I wanted to take this opportunity to clarify a point and answer one of the most frequently asked questions today.

There's a difference in timing between when we identified there was an intrusion and when we learned of consumers' data being compromised. We learned there was an intrusion April 19th and subsequently shut the services down. We then brought in outside experts to help us learn how the intrusion occurred and to conduct an investigation to determine the nature and scope of the incident. It was necessary to conduct several days of forensic analysis, and it took our experts until yesterday to understand the scope of the breach. We then shared that information with our consumers and announced it publicly this afternoon.

For those who were looking there's also an FAQ with some more frequently asked questions

Thank you for your continued patience and support.

Clarifying a Few PSN Points

Ho omesso una parte di scarso interesse in quanto relativa all'utenza USA.

In soldoni, hanno davvero "bucato" il sistema accedendo illecitamente a nomi, indirizzi di residenza ed email, data di nascita, password e login PSN, ecc. Non vi è certezza sull'eventualità che possano essere stati trafugati dati relativi alle carte di credito ma la cosa non può essere nemmeno esclusa, pertanto Sony avverte che il numero e la data di scadenza (ma non il codice di sicurezza) potrebbero rientrare tra le informazioni cui gli hacker hanno avuto accesso.
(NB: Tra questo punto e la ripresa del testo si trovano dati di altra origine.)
//! Environment constants and path utilities.
//!
//! Centralizes the directory names, file names and environment variable
//! names used throughout the crate.

use std::path::{Path, PathBuf};

/// Application directory name (hidden directory like .git, .vscode)
pub const HARVESTER_DIR_NAME: &str = ".harvester";

/// Settings file name inside the application directory
pub const CONFIG_FILE_NAME: &str = "config.toml";

/// Settings file name looked up in the current directory
pub const LOCAL_CONFIG_FILE_NAME: &str = "harvester.toml";

/// Default directory for cached platform cookies
pub const COOKIES_DIR_NAME: &str = "cookies";

/// Suffix of each per-platform cookie cache file
pub const COOKIE_FILE_SUFFIX: &str = "_cookies.json";

/// Environment variable names
pub mod vars {
    pub const MAX_CONCURRENT_TASKS: &str = "HARVESTER_MAX_CONCURRENT_TASKS";
    pub const TASK_TIMEOUT_SECS: &str = "HARVESTER_TASK_TIMEOUT_SECS";
    pub const LOGIN_TIMEOUT_SECS: &str = "HARVESTER_LOGIN_TIMEOUT_SECS";
    pub const COOKIE_DIR: &str = "HARVESTER_COOKIE_DIR";

    /// Crawl defaults forming the environment configuration layer
    pub const DEFAULT_HEADLESS: &str = "HARVESTER_DEFAULT_HEADLESS";
    pub const DEFAULT_ENABLE_PROXY: &str = "HARVESTER_DEFAULT_ENABLE_PROXY";
    pub const DEFAULT_PROXY_PROVIDER: &str = "HARVESTER_DEFAULT_PROXY_PROVIDER";
    pub const DEFAULT_MAX_RETRIES: &str = "HARVESTER_DEFAULT_MAX_RETRIES";
    pub const DEFAULT_TIMEOUT: &str = "HARVESTER_DEFAULT_TIMEOUT";
}

/// Build the application directory path from a root
pub fn harvester_dir_path(root: &Path) -> PathBuf {
    root.join(HARVESTER_DIR_NAME)
}

/// Build the settings file path in the user's home directory
pub fn user_config_file_path(home_dir: &Path) -> PathBuf {
    harvester_dir_path(home_dir).join(CONFIG_FILE_NAME)
}

/// Build the settings file path nested in the current directory
pub fn local_config_file_path(current_dir: &Path) -> PathBuf {
    harvester_dir_path(current_dir).join(CONFIG_FILE_NAME)
}

/// Build the default cookie cache directory under a root
pub fn cookies_dir_path(root: &Path) -> PathBuf {
    harvester_dir_path(root).join(COOKIES_DIR_NAME)
}

/// Build the cookie cache file path of one platform
pub fn cookie_file_path(cache_dir: &Path, platform_code: &str) -> PathBuf {
    cache_dir.join(format!("{}{}", platform_code, COOKIE_FILE_SUFFIX))
}
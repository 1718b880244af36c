//! # Media Harvester
//!
//! Orchestration core of a multi-platform content harvesting service. It
//! accepts harvesting requests, runs them concurrently under a bounded
//! capacity, tracks their progress, merges layered crawl configuration and
//! drives platform login handshakes.
//!
//! ## Architecture Overview
//!
//! - **[`task`]**: task lifecycle, admission control, batched execution and progress
//! - **[`config`]**: layered crawl configuration and service settings
//! - **[`login`]**: QR code, phone and cookie login state machine
//! - **[`adapter`]**: platform collector and storage seams, plus in-process implementations
//! - **[`cookies`]**: per-platform cache of authenticated cookies
//!
//! Platform collection and persistence are external collaborators expressed
//! as the [`PlatformAdapter`] and [`StorageAdapter`] traits.
//!
//! ## Quick Start
//!
//! ```rust,no_run
//! use media_harvester::{MockPlatformAdapter, Platform, TaskOrchestrator, TaskRequest};
//! use std::sync::Arc;
//! use std::time::Duration;
//!
//! #[tokio::main]
//! async fn main() -> anyhow::Result<()> {
//!     let orchestrator = TaskOrchestrator::builder()
//!         .adapter(Arc::new(MockPlatformAdapter::new(Platform::Xhs)))
//!         .build();
//!
//!     let request = TaskRequest::search("xhs", ["美食"]).with_max_count(50);
//!     let task_id = orchestrator.create_task(request).await?;
//!
//!     let snapshot = orchestrator
//!         .wait_for_completion(task_id, Duration::from_secs(120))
//!         .await?;
//!     println!("task {} is {}", task_id, snapshot.status);
//!     Ok(())
//! }
//! ```

/// Collector and storage traits with in-process implementations.
pub mod adapter;

/// Layered crawl configuration, validation and service settings.
///
/// Built-in defaults, platform defaults, environment overrides and request
/// overrides are merged field by field into one frozen configuration.
pub mod config;

/// Per-platform cookie cache.
pub mod cookies;

/// Environment constants and path utilities.
pub mod env;

/// Error taxonomy shared across the crate.
pub mod error;

/// Login session state machine and manager.
pub mod login;

/// Harvesting task orchestration.
///
/// Tasks are admitted under a concurrency ceiling, queued FIFO otherwise,
/// and executed in bounded batches by one worker each.
pub mod task;

// CLI module for the operator binary
pub mod cli;

// Re-export collaborator seams
pub use adapter::{
    AdapterRegistry, MemoryStorage, MockPlatformAdapter, PlatformAdapter, StorageAdapter,
};

// Re-export configuration types
pub use config::{
    ConfigLayer, ConfigResolver, CrawlerConfig, Platform, ServiceSettings, SettingsDiscovery,
    TaskType,
};

pub use cookies::CookieCache;
pub use error::{AdapterError, HarvestError, Result, StorageError, ValidationErrors};

// Re-export login types
pub use login::{LoginRequest, LoginSession, LoginSessionManager, LoginSignal, LoginState, LoginType};

// Re-export task types
pub use task::{
    OrchestratorConfig, TaskOrchestrator, TaskOutcome, TaskRequest, TaskResult, TaskSnapshot,
    TaskStatus,
};
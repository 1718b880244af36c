//! Transition tables of the login handshake
//!
//! Each login type has its own table. The manager asks [`next_state`] before
//! every change and refuses anything the table does not list.

use crate::login::types::{LoginState, LoginType};
use serde::{Deserialize, Serialize};
use std::fmt;

#[derive(Debug, Clone, Copy, PartialEq, Eq, Serialize, Deserialize)]
#[serde(rename_all = "snake_case")]
pub enum LoginAction {
    GenerateQrCode,
    BeginPolling,
    ConfirmScan,
    Authenticate,
    RequestInput,
    SubmitInput,
    RefreshQrCode,
    Fail,
    Expire,
}

impl LoginAction {
    pub fn as_str(&self) -> &'static str {
        match self {
            LoginAction::GenerateQrCode => "generate a QR code",
            LoginAction::BeginPolling => "wait for a scan",
            LoginAction::ConfirmScan => "confirm a scan",
            LoginAction::Authenticate => "authenticate",
            LoginAction::RequestInput => "request input",
            LoginAction::SubmitInput => "submit input",
            LoginAction::RefreshQrCode => "refresh the QR code",
            LoginAction::Fail => "fail",
            LoginAction::Expire => "expire",
        }
    }
}

impl fmt::Display for LoginAction {
    fn fmt(&self, f: &mut fmt::Formatter<'_>) -> fmt::Result {
        f.write_str(self.as_str())
    }
}

/// State reached by applying `action` in `from`, or `None` if the login
/// type forbids it
pub fn next_state(login_type: LoginType, from: LoginState, action: LoginAction) -> Option<LoginState> {
    use LoginAction::*;
    use LoginState::*;

    if from.is_terminal() {
        return None;
    }
    match action {
        Fail => return Some(Failed),
        Expire => return from.can_expire().then_some(Timeout),
        _ => {}
    }

    match login_type {
        LoginType::Qrcode => match (from, action) {
            (Created, GenerateQrCode) => Some(QrcodeGenerated),
            (QrcodeGenerated, BeginPolling) => Some(WaitingScan),
            (QrcodeGenerated | WaitingScan, ConfirmScan) => Some(ScanConfirmed),
            (QrcodeGenerated | WaitingScan, RefreshQrCode) => Some(QrcodeGenerated),
            // Some platforms skip the separate confirmation step
            (WaitingScan | ScanConfirmed, Authenticate) => Some(Success),
            _ => None,
        },
        LoginType::Phone => match (from, action) {
            (Created, RequestInput) => Some(InputRequired),
            (InputRequired, SubmitInput) => Some(InputRequired),
            (InputRequired, Authenticate) => Some(Success),
            _ => None,
        },
        LoginType::Cookie => match (from, action) {
            (Created, Authenticate) => Some(Success),
            _ => None,
        },
    }
}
Entro una settimana alcuni dei servizi dovrebbero essere ripristinati.

[Mystic]

dove lavora la mia ragassa (una delle più grandi aziende di carte di credito sfizzere) hanno appena rilasciato un comunicato riguardo il problema con il psn

- ad oggi pare non ci siano transazioni "rubate". o meglio.. non hanno avuto ancora lamentele da parte dei clienti...
- ad ogni cliente che lo desidererà, verrà sostituita la carta di credito "gratuitamente".  normalmente vengono richiesti ca. 10-15 euri.